7 Hal Penting Wacana Sejarah Batik




infoseputarbatik.blogspot.com berikut fakta menawan soal sejarah batik :


1. Dr. G.P Rouffaer, peneliti di Hindia-Belanda (lihat sumber) berpendapat bahwa teknik membatik kemungkinan diperkenalkan dari India atau Srilanka pada abad ke-6 atau ke-7.

2. Masih soal opini Rouffaer. Walau beliau menyampaikan teknik ini hasil penyesuaian budaya impor, dia juga menulis contoh gringsing telah dikenal sejak masa ke-12 di Kediri, Jawa Timur. Dan contoh tersebut hanya mampu dibentuk dengan memakai alat cantingAkhirnya kesimpulan doktor Belanda ini yaitu: canting didapatkan di Jawa pada kurun sekitar itu.

Patut dimengerti, tak ada budaya 'orisinil' dalam khasanah sejarah. Namun, pembentukan tradisi baru akan menciptakan bentukan budaya yang juga 'baru'. Demikian pula pada batik, memang ada asimilasi budaya yang datang ke tanah Jawa. Tapi pada akibatnya, bila benar canting ditemukan oleh masyarakat Jawa, maka batik menjadi budaya gres. Batik yakni milik penduduk kepulauan Nusantara ini.
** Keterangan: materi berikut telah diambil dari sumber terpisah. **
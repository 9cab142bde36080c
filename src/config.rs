//! Configuration Module
//!
//! Handles loading and managing service configuration from environment variables.

use std::env;
use std::str::FromStr;
use std::time::Duration;

/// Default catalog API root.
pub const DEFAULT_CATALOG_BASE_URL: &str = "https://pokeapi.co/api/v2";

/// Service configuration parameters.
///
/// All values can be configured via environment variables with sensible defaults.
#[derive(Debug, Clone)]
pub struct Config {
    /// Root URL of the catalog API (no trailing slash)
    pub catalog_base_url: String,
    /// Maximum number of entities kept in the entity cache
    pub entity_cache_size: usize,
    /// Maximum number of actions kept in the action cache
    pub action_cache_size: usize,
    /// Per-request timeout in seconds
    pub request_timeout_secs: u64,
    /// Random entity ids are drawn from `1..=max_entity_id`
    pub max_entity_id: u32,
    /// HTTP server port
    pub server_port: u16,
}

impl Config {
    /// Creates a new Config by loading values from environment variables.
    ///
    /// # Environment Variables
    /// - `CATALOG_BASE_URL` - Catalog API root (default: https://pokeapi.co/api/v2)
    /// - `ENTITY_CACHE_SIZE` - Entity cache capacity (default: 100)
    /// - `ACTION_CACHE_SIZE` - Action cache capacity (default: 200)
    /// - `REQUEST_TIMEOUT_SECS` - Request timeout in seconds (default: 10)
    /// - `MAX_ENTITY_ID` - Highest entity id to draw (default: 898)
    /// - `SERVER_PORT` - HTTP server port (default: 3000)
    pub fn from_env() -> Self {
        let defaults = Self::default();
        Self {
            catalog_base_url: env::var("CATALOG_BASE_URL")
                .ok()
                .map(|v| v.trim_end_matches('/').to_string())
                .filter(|v| !v.is_empty())
                .unwrap_or(defaults.catalog_base_url),
            entity_cache_size: parse_var("ENTITY_CACHE_SIZE").unwrap_or(defaults.entity_cache_size),
            action_cache_size: parse_var("ACTION_CACHE_SIZE").unwrap_or(defaults.action_cache_size),
            request_timeout_secs: parse_var("REQUEST_TIMEOUT_SECS")
                .unwrap_or(defaults.request_timeout_secs),
            max_entity_id: parse_var::<u32>("MAX_ENTITY_ID")
                .filter(|id| *id > 0)
                .unwrap_or(defaults.max_entity_id),
            server_port: parse_var("SERVER_PORT").unwrap_or(defaults.server_port),
        }
    }

    /// Request timeout as a Duration.
    pub fn request_timeout(&self) -> Duration {
        Duration::from_secs(self.request_timeout_secs)
    }
}

fn parse_var<T: FromStr>(name: &str) -> Option<T> {
    env::var(name).ok().and_then(|v| v.parse().ok())
}

impl Default for Config {
    fn default() -> Self {
        Self {
            catalog_base_url: DEFAULT_CATALOG_BASE_URL.to_string(),
            entity_cache_size: 100,
            action_cache_size: 200,
            request_timeout_secs: 10,
            max_entity_id: 898,
            server_port: 3000,
        }
    }
}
Hal ini mungkin sejalan dengan opini J.L.A. Brandes, arkeolog Belanda, dan F.A. Sutjipto, sejarawan Indonesia. Mereka percaya bahwa tradisi batik yakni orisinil dari kawasan seperti Toraja, Flores, Halmahera, dan Papua. Perlu dicatat bahwa kawasan tersebut bukanlah area yang dipengaruhi oleh Hinduisme, namun dimengerti memiliki tradisi kuno membuat batik.

 3. Teknik batik menjadi populer berkat goresan pena Sir Thomas Stamford Raffles dalam buku History of Java, 1817. Kita tahu, Raffles sempat menjadi Gubernur Inggris di Jawa. Selain batik, Raffles juga menguak Borobudur yang sempat 'hilang'.

Batik juga semakin menarik perhatian penduduk barat alasannya seorang saudagar Belanda Van Rijekevorsel, menunjukkan selembar batik yang diperolehnya dikala berkunjung ke Indonesia ke Museum Etnik di Rotterdam pada tahun 1873. Maka ketika dipamerkan di Exposition Universelle di Paris pada tahun 1900, batik Indonesia mempesona publik dan seniman.

4. Membatik awalnya pekerjaan prestisius  kaum wanita Jawa. Hingga ditemukannya "Batik Cap" yang memungkinkan masuknya laki-laki ke bidang ini.

 5. Motif batik berbagai variannya saat ini. Namun dari segi akar budaya yang berpengaruh, pada prinsipnya motif tradisional digunakan oleh keluarga keraton. Hal ini jadi bukti, di masanya batik ialah tekstil bergengsi. Untuk kawasan 'darat' atau Keraton  Yogyakarta dan Surakarta diketahui dengan batik sogan.

Sementara batik Cirebon (mewakili keraton 'pesisir') umumnya bermotif mahluk maritim dan imbas Tionghoa. Batik pesisir juga memiliki garis maskulin sampai bisa terlihat pada corak "Mega Mendung".

6. Mengenai batik sogan, dinamakan demikian sebab pada permulaan mulanya proses pewarnaan batik ini  menggunakan pewarna alami yang diambil dari batang kayu pohon soga tingi.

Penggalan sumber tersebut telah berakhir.